Top of RECORDS PROVIDED

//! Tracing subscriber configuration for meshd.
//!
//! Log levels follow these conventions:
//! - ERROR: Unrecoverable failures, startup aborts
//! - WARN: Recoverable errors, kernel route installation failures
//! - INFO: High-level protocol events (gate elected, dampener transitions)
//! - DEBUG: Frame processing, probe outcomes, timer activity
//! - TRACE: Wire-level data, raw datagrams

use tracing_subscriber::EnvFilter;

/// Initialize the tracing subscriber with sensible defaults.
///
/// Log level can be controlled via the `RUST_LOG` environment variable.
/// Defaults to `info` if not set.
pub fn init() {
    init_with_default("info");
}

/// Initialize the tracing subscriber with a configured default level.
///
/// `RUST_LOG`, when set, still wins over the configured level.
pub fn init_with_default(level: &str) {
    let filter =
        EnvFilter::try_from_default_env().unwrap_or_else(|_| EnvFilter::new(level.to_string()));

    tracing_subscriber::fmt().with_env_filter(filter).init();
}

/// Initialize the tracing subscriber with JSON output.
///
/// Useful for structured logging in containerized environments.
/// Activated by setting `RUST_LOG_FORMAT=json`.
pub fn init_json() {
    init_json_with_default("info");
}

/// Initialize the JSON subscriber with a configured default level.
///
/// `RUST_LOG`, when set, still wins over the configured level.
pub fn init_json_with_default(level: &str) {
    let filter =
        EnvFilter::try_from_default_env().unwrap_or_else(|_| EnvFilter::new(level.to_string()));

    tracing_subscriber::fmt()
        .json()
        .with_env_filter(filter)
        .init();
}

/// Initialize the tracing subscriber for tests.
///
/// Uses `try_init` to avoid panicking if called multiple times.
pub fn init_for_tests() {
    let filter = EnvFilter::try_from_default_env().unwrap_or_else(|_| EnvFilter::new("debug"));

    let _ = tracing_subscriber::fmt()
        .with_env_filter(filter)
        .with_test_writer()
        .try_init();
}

Bottom of RECORDS PROVIDED

ACTIVITY:
Set down only the lines above that fall between the line holding "tracing_subscriber::fmt().with_env_filter(filter).init();" and the line holding "pub fn init_for_tests()", inclusive, keeping each exact.

WRITTEN ANSWER:
    tracing_subscriber::fmt().with_env_filter(filter).init();
}

/// Initialize the tracing subscriber with JSON output.
///
/// Useful for structured logging in containerized environments.
/// Activated by setting `RUST_LOG_FORMAT=json`.
pub fn init_json() {
    init_json_with_default("info");
}

/// Initialize the JSON subscriber with a configured default level.
///
/// `RUST_LOG`, when set, still wins over the configured level.
pub fn init_json_with_default(level: &str) {
    let filter =
        EnvFilter::try_from_default_env().unwrap_or_else(|_| EnvFilter::new(level.to_string()));

    tracing_subscriber::fmt()
        .json()
        .with_env_filter(filter)
        .init();
}

/// Initialize the tracing subscriber for tests.
///
/// Uses `try_init` to avoid panicking if called multiple times.
pub fn init_for_tests() {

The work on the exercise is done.